Predicting transcription factor binding sites using DNA shape features based on shared hybrid deep learning architecture

• Main Authors: Siguo Wang, Qinhu Zhang, Zhen Shen, Ying He, Zhen-Heng Chen, Jianqiang Li, De-Shuang Huang
• Format: Article
• Language: English
• Published: Elsevier 2021-06-01
• Series: Molecular Therapy: Nucleic Acids
• Subjects: transcription factor binding sites; DNA sequence; DNA shape features; hybrid convolutional neural network; recurrent neural network
• Online Access: http://www.sciencedirect.com/science/article/pii/S2162253121000494

The study of transcriptional regulation is still difficult yet fundamental in molecular biology research. Recent research has shown that the double helix structure of nucleotides plays an important role in improving the accuracy and interpretability of transcription factor binding sites (TFBSs). Although several computational methods have been designed to take both DNA sequence and DNA shape features into consideration simultaneously, how to design an efficient model is still an intractable topic. In this paper, we proposed a hybrid convolutional recurrent neural network (CNN/RNN) architecture, CRPTS, to predict TFBSs by combining DNA sequence and DNA shape features.

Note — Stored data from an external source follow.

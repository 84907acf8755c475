//! Client facade
//!
//! [`TfaccClient`] owns one channel and the registry mirroring what is
//! resident behind it. Dropping the client releases every resident tensor
//! before the channel (and with it the mapping) goes away.

use crate::channel::{Channel, DeviceChannel};
use crate::linear::QuantizedLinear;
use crate::registry::TensorRegistry;
use crate::tensor::{TensorRole, TensorSource};
use crate::transport;
use tfacc_common::{Result, TfaccConfig};
use tfacc_proto::ServerInfo;
use tracing::{info, warn};

/// Accelerator client over a channel
#[derive(Debug)]
pub struct TfaccClient<C: Channel = DeviceChannel> {
    registry: TensorRegistry,
    channel: C,
    server_info: Option<ServerInfo>,
    closed: bool,
}

impl TfaccClient<DeviceChannel> {
    /// Map the device and learn the partition count
    ///
    /// Any failure here is fatal: no partially initialized client is
    /// returned.
    pub fn connect(config: &TfaccConfig) -> Result<Self> {
        config.validate()?;
        let mut channel = DeviceChannel::open(config)?;
        let server_info = channel.handshake()?;

        info!(
            "Connected to {} with {} partitions",
            config.device.path.display(),
            server_info.partitions
        );
        Ok(Self {
            registry: TensorRegistry::new(),
            channel,
            server_info: Some(server_info),
            closed: false,
        })
    }

    /// Partitions every operation is posted to
    pub fn partition_count(&self) -> usize {
        self.channel.partitions()
    }
}

impl<C: Channel> TfaccClient<C> {
    /// Client over an already prepared channel, without a handshake
    pub fn with_channel(channel: C) -> Self {
        Self {
            registry: TensorRegistry::new(),
            channel,
            server_info: None,
            closed: false,
        }
    }

    /// Server info from the handshake, if one was made
    pub fn server_info(&self) -> Option<&ServerInfo> {
        self.server_info.as_ref()
    }

    pub fn channel(&self) -> &C {
        &self.channel
    }

    pub fn registry(&self) -> &TensorRegistry {
        &self.registry
    }

    pub fn is_registered(&self, name: &str) -> bool {
        self.registry.contains(name)
    }

    pub fn registered_names(&self) -> impl Iterator<Item = &str> {
        self.registry.names()
    }

    /// Make `tensor` resident; returns whether a message was sent
    pub fn register<T: TensorSource + ?Sized>(&mut self, tensor: &T, role: TensorRole) -> Result<bool> {
        self.registry.register(&mut self.channel, tensor, role)
    }

    /// Release a resident tensor; returns whether a message was sent
    pub fn unregister(&mut self, name: &str) -> Result<bool> {
        self.registry.unregister(&mut self.channel, name)
    }

    /// Send an arbitrary message through the chunked transport
    pub fn send_long_message(&mut self, message: &[u8]) -> Result<()> {
        transport::send_long_message(&mut self.channel, message)
    }

    /// Run a linear call; see [`QuantizedLinear::run`]
    pub fn run_linear<W, B>(&mut self, linear: &QuantizedLinear<'_, W, B>, output: &mut [f32]) -> Result<()>
    where
        W: TensorSource + ?Sized,
        B: TensorSource + ?Sized,
    {
        linear.run(&mut self.channel, &mut self.registry, output)
    }

    /// Release every resident tensor and close the client
    ///
    /// Stops at the first failed unregistration and returns its error.
    pub fn shutdown(mut self) -> Result<()> {
        self.release_all()
    }

    fn release_all(&mut self) -> Result<()> {
        if self.closed {
            return Ok(());
        }
        // A failed wait leaves the channel unusable, so never retry.
        self.closed = true;
        let released = self.registry.unregister_all(&mut self.channel)?;
        if released > 0 {
            info!("Released {} resident tensors", released);
        }
        Ok(())
    }
}

impl<C: Channel> Drop for TfaccClient<C> {
    fn drop(&mut self) {
        if let Err(e) = self.release_all() {
            warn!(
                "Failed to release resident tensors, {} left on the accelerator: {}",
                self.registry.len(),
                e
            );
        }
    }
}
//! TFACC probe
//!
//! Maps the accelerator, performs the server-info handshake and reports what
//! the firmware says about itself. Useful to check a device node and mapping
//! offset before running a model on it.

use anyhow::{Context, Result};
use tfacc_client::{TfaccClient, TfaccConfig};
use tfacc_common::METRICS;
use tracing::info;
use tracing_subscriber::{layer::SubscriberExt, util::SubscriberInitExt};

fn main() -> Result<()> {
    // Load configuration
    let config = match std::env::var("TFACC_CONFIG") {
        Ok(path) => TfaccConfig::from_file(&path)
            .with_context(|| format!("loading configuration from {}", path))?,
        Err(_) => TfaccConfig::from_env().context("loading configuration from the environment")?,
    };

    // Initialize logging
    tracing_subscriber::registry()
        .with(
            tracing_subscriber::EnvFilter::try_from_default_env()
                .unwrap_or_else(|_| format!("tfacc_client={}", config.log_level()).into()),
        )
        .with(tracing_subscriber::fmt::layer())
        .init();

    info!("Starting TFACC probe");

    let client = TfaccClient::connect(&config).with_context(|| {
        format!(
            "connecting to {} at offset {:#x}",
            config.device.path.display(),
            config.device.map_offset
        )
    })?;

    let partitions = client.partition_count();
    if let Some(server_info) = client.server_info() {
        info!("Compute partitions: {}", partitions);
        for (key, value) in &server_info.extra {
            info!("  {}: {}", key, value);
        }
    }

    client.shutdown().context("releasing resident tensors")?;

    if config.metrics_enabled() {
        println!("{}", METRICS.gather());
    }

    info!("TFACC probe finished");
    Ok(())
}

The novelty of our proposed method relies on three critical aspects: (1) the application of a shared hybrid CNN and RNN has the ability to efficiently extract features from large-scale genomic sequences obtained by high-throughput technology; (2) the common patterns were found from DNA sequences and their corresponding DNA shape features; (3) our proposed CRPTS can capture local structural information of DNA sequences without completely relying on DNA shape data. A series of comprehensive experiments on 66 in vitro datasets derived from universal protein binding microarrays (uPBMs) shows that our proposed method CRPTS obviously outperforms the state-of-the-art methods.